1. Introduction
Phenylketonuria (PKU) is an autosomal recessive metabolic disease caused
by mutations in the gene encoding phenylalanine hydroxylase (PAH) (1).
At present, the early diagnosis and intervention of PKU through neonatal
disease screening can avoid the damage to the nervous system and other
tissues caused by PAH mutations (2). At the same time, prenatal
diagnosis can reduce the chance of giving birth to children with PKU in
high-risk families. From the perspective of the three-level prevention
system, the most effective way to prevent PKU is to identify carriers
before pregnancy, so as to take effective measures to avoid the birth of
PKU children (3). However, due to the variety and heterogeneity of PAH
gene mutations, a lot of basic and clinical research is needed to avoid
the birth of children with PKU.
As the incidence of PKU and the spectrum of PAH gene mutations in
Shaanxi province, China are not clear, it is necessary to combine PKU
prevention strategies with the screening and diagnosis of PAH gene
mutations, so as to form an effective three-level prevention model and
improve the efficiency of PKU prevention. For gene diagnosis of PKU, the
most commonly used detection technologies at present mainly include DNA
sequencing, multiplex ligation-dependent probe amplification (MLPA),
short tandem repeat linkage analysis, etc. However, there are problems
associated with the use of these approaches, such as complex operation,
high cost, high requirements for laboratory personnel, and not being
conducive to popularization (4-5).
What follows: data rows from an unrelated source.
//! Transport capability layer.
//!
//! A transport is the platform collaborator that performs the actual network
//! I/O and wire-protocol framing for one WebSocket connection. The core
//! state machine ([`Connection`](crate::Connection)) is transport-agnostic:
//! it drives any implementation of the [`Transport`] trait and receives
//! asynchronous outcomes through a [`Bridge`](crate::connection::Bridge).
//!
//! # Command Model
//!
//! Transport commands are fire-and-forget. A synchronous `Err` from a
//! command is converted by the connection into an `Error` event; everything
//! asynchronous (connect success or failure, inbound frames, remote close)
//! arrives as a [`TransportEvent`] delivered through the bridge, on whatever
//! thread or task the transport runs its I/O on.
//!
//! # Modules
//!
//! | Module | Description |
//! |--------|-------------|
//! | `tungstenite` | Bundled tokio binding over `tokio-tungstenite` |

// ============================================================================
// Submodules
// ============================================================================

/// Bundled tokio transport binding.
pub mod tungstenite;

// ============================================================================
// Re-exports
// ============================================================================

pub use tungstenite::TungsteniteTransport;

// ============================================================================
// Imports
// ============================================================================

use std::fmt;
use std::sync::Arc;

use url::Url;

use crate::connection::Bridge;
use crate::error::Result;
use crate::headers::Headers;

// ============================================================================
// TransportEvent
// ============================================================================

/// Inbound events a transport delivers to its connection.
///
/// Binary message frames are decoded to text before delivery; the connection
/// surface is text-only on the inbound side.
#[derive(Debug, Clone, PartialEq, Eq)]
pub enum TransportEvent {
    /// The connect attempt succeeded.
    Opened,
    /// The peer closed the connection, or the stream ended.
    Closed {
        /// Close reason, when the peer supplied one.
        reason: Option<String>,
    },
    /// The transport failed (connect error or mid-stream fault).
    Failed {
        /// Failure description, when the transport has one.
        message: Option<String>,
    },
    /// An asynchronous submission fault (an awaited write failed).
    ///
    /// Surfaces as an `Error` event only; unlike [`TransportEvent::Failed`]
    /// it does not tear the connection down.
    SendFailed {
        /// Description of the submission fault.
        message: String,
    },
    /// An inbound message, decoded to text.
    Message(String),
    /// A native pong frame, payload decoded to text.
    Pong(String),
}

// ============================================================================
// ConnectRequest
// ============================================================================

/// Everything a transport needs to initiate one connect attempt.
///
/// The URL arrives already normalized to a WebSocket scheme (`ws`/`wss`).
#[derive(Debug, Clone)]
pub struct ConnectRequest {
    /// Endpoint to connect to.
    pub url: Url,
    /// Optional WebSocket subprotocol to negotiate.
    pub protocol: Option<String>,
    /// Handshake headers (already merged with any auth token).
    pub headers: Headers,
}

// ============================================================================
// Transport
// ============================================================================

/// Capability set a platform transport must supply.
///
/// Exactly one connection owns a transport instance at a time, and a
/// transport instance services at most one connect attempt; the connection
/// builds a fresh instance per open.
///
/// Methods take `&self`; an implementation keeps its mutable state behind
/// its own synchronization. The connection attaches the transport to its
/// slot before issuing `connect` and never holds its internal locks while
/// calling any of these methods, so an implementation is free to deliver
/// bridge events synchronously from inside them.
pub trait Transport: Send + Sync {
    /// Initiates an asynchronous connect attempt.
    ///
    /// The outcome is delivered through `bridge` as
    /// [`TransportEvent::Opened`] or [`TransportEvent::Failed`]; subsequent
    /// inbound traffic follows on the same bridge. Delivery may happen
    /// synchronously, before this method returns.
    ///
    /// # Errors
    ///
    /// Returns an error only for faults detected synchronously (for example,
    /// a malformed handshake request).
    fn connect(&self, request: ConnectRequest, bridge: Bridge) -> Result<()>;

    /// Returns `true` while the transport considers itself connected.
    fn is_connected(&self) -> bool;

    /// Submits a text message.
    ///
    /// # Errors
    ///
    /// Returns an error if the submission cannot be queued.
    fn send_text(&self, text: String) -> Result<()>;

    /// Submits a binary message.
    ///
    /// # Errors
    ///
    /// Returns an error if the submission cannot be queued.
    fn send_bytes(&self, bytes: Vec<u8>) -> Result<()>;

    /// Requests a transport-level ping.
    ///
    /// The payload is best-effort: a binding may substitute a fixed marker,
    /// so it is not guaranteed to round-trip verbatim in the pong.
    ///
    /// # Errors
    ///
    /// Returns an error if the ping cannot be queued.
    fn send_ping(&self, payload: String) -> Result<()>;

    /// Requests connection shutdown.
    ///
    /// # Errors
    ///
    /// Returns an error if the shutdown request cannot be issued.
    fn shutdown(&self) -> Result<()>;
}

impl fmt::Debug for dyn Transport {
    fn fmt(&self, f: &mut fmt::Formatter<'_>) -> fmt::Result {
        f.debug_struct("Transport")
            .field("is_connected", &self.is_connected())
            .finish()
    }
}

// ============================================================================
// TransportBuilder
// ============================================================================

/// Constructor producing a fresh transport per connect attempt.
pub type TransportBuilder = Arc<dyn Fn() -> Box<dyn Transport> + Send + Sync>;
Therefore, the purpose of this study
was to develop amplification refractory mutation system-polymerase chain
reaction (ARMS-PCR) combined with fluorescent probe technology to detect
the mutation hotspots of the PAH gene, in order to develop a PAH gene
screening kit that is convenient, fast, cheap, accurate, and suitable
for all levels of screening agencies, thereby providing technical
support for the “one-level prevention” of PKU (3).